Quirky and inventive: In concept (with a family seemingly drawn inexorably to falling via an ancestral legend); in references (how many books have as their two main inspirations Buster Keaton and Bohumil Hrabal); and in style (a series of short vignettes alongside a story which plays out in across three linear narratives in three locations – two in the US, one in Prague)

Intellectually stimulating: by throwing off a myriad of connections riffing around the idea of falling. As well as the repeated and lengthy references to Buster Keaton (his films, his technique for falling, and most of all the various family stories that surround his birth, infancy and childhood and which were an essential part of his persona) and to the the writing, life (and especially the death) of Hrabal, we have a series of other links. Of course the title refers to the Prague defenestration of 1618 (which lead directly to the Thurty Years War), and here are just a few of the other stories featured in the vignettes (sometimes just once, but often referred to repeatedly): the famous “most beautiful suicide” picture by Robert Wiles of Evelyn Frances McHale; Saint John of Nepomuk (and his statue on the Charles Bridge); the Italian 1970s cartoon “Mr Linea”; Paul’s overlong sermon in Acts and the fall, death and restoration to life of Eutychus; Juliane Kopecky and her fall from an airliner over Peru; the mountaineering accident of Simon Yates and Joe Simpson. And these links are not just described in enough detail to peak the unfamiliar reader’s interest enough for a quick You Tube, Google or Wikipedia search, but are often used to draw out wider truths and to link back to the main story. And even on top of that are copious references to bible stories and to pop music and other song lyrics.
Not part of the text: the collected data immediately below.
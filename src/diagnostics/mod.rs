//! Serializable reports and stage timings produced by the demo tools.

pub mod report;
pub mod timing;

pub use report::{
    EllipticityReport, HierarchyReport, HierarchySummary, InputDescriptor, SpectrumReport,
    SpectrumSummary,
};
pub use timing::{elapsed_ms, StageTiming, TimingBreakdown};
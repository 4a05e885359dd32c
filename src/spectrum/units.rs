//! Spatial-frequency units and their conversion to cycles per pixel.
use serde::{Deserialize, Serialize};

use crate::error::{Result, StatError};
use crate::field::FieldHeader;

/// Unit of a spatial-frequency value supplied by the caller.
#[derive(Clone, Copy, Debug, Default, PartialEq, Eq, Serialize, Deserialize)]
#[serde(rename_all = "snake_case")]
pub enum Frequency {
    #[default]
    PerPixel,
    PerDegree,
    PerParsec,
}

impl Frequency {
    /// Convert `value`, expressed in `self`, to cycles per pixel.
    pub fn to_per_pixel(self, value: f64, header: &FieldHeader) -> Result<f64> {
        match self {
            Frequency::PerPixel => Ok(value),
            Frequency::PerDegree => Ok(value * pixel_scale(header)?),
            Frequency::PerParsec => {
                let distance = header.distance_pc.ok_or_else(|| {
                    StatError::invalid("distance_pc", "required for per-parsec frequencies")
                })?;
                if !(distance > 0.0) {
                    return Err(StatError::invalid("distance_pc", "must be positive"));
                }
                Ok(value * distance * pixel_scale(header)?.to_radians())
            }
        }
    }

    /// Inverse of [`Frequency::to_per_pixel`].
    pub fn from_per_pixel(self, value: f64, header: &FieldHeader) -> Result<f64> {
        let unit = self.to_per_pixel(1.0, header)?;
        Ok(value / unit)
    }
}

fn pixel_scale(header: &FieldHeader) -> Result<f64> {
    match header.pixel_scale_deg {
        Some(scale) if scale > 0.0 => Ok(scale),
        Some(_) => Err(StatError::invalid("pixel_scale_deg", "must be positive")),
        None => Err(StatError::invalid(
            "pixel_scale_deg",
            "header has no pixel scale for angular frequencies",
        )),
    }
}

#[cfg(test)]
mod tests {
    use super::*;

    #[test]
    fn per_degree_and_per_parsec_agree_on_the_same_cut() {
        let header = FieldHeader::for_ndim(2)
            .with_pixel_scale_deg(0.01)
            .with_distance_pc(250.0);
        let per_pix = 0.1;
        let per_deg = Frequency::PerDegree.from_per_pixel(per_pix, &header).unwrap();
        let per_pc = Frequency::PerParsec.from_per_pixel(per_pix, &header).unwrap();
        let back_deg = Frequency::PerDegree.to_per_pixel(per_deg, &header).unwrap();
        let back_pc = Frequency::PerParsec.to_per_pixel(per_pc, &header).unwrap();
        assert!((back_deg - per_pix).abs() < 1e-12);
        assert!((back_pc - per_pix).abs() < 1e-12);
        assert!((per_deg - 10.0).abs() < 1e-9, "per_deg={per_deg}");
    }

    #[test]
    fn missing_header_information_is_rejected() {
        let header = FieldHeader::for_ndim(2);
        assert!(Frequency::PerDegree.to_per_pixel(1.0, &header).is_err());
        let header = header.with_pixel_scale_deg(0.01);
        assert!(Frequency::PerParsec.to_per_pixel(1.0, &header).is_err());
        assert_eq!(Frequency::PerPixel.to_per_pixel(0.3, &header).unwrap(), 0.3);
    }
}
Hard hitting: Dealing with difficult subjects like mental illness and alcoholism

Complex in its dynamics: One thing I admired in what was relatively short and packed novel was how the dynamics between the three family members shifts and evolves over time and is left at the end, not resolved but at least with the possibility of telling a new family story.

Really insightful into the human condition: Particularly families and the stories they tell themselves and how those stories both render apart and sustain families.

And on top of that it is even an excellent examination of (fraternal) twin relationships

Highly recommended - one book you will definitely not want to throw out of a window

Was this review helpful?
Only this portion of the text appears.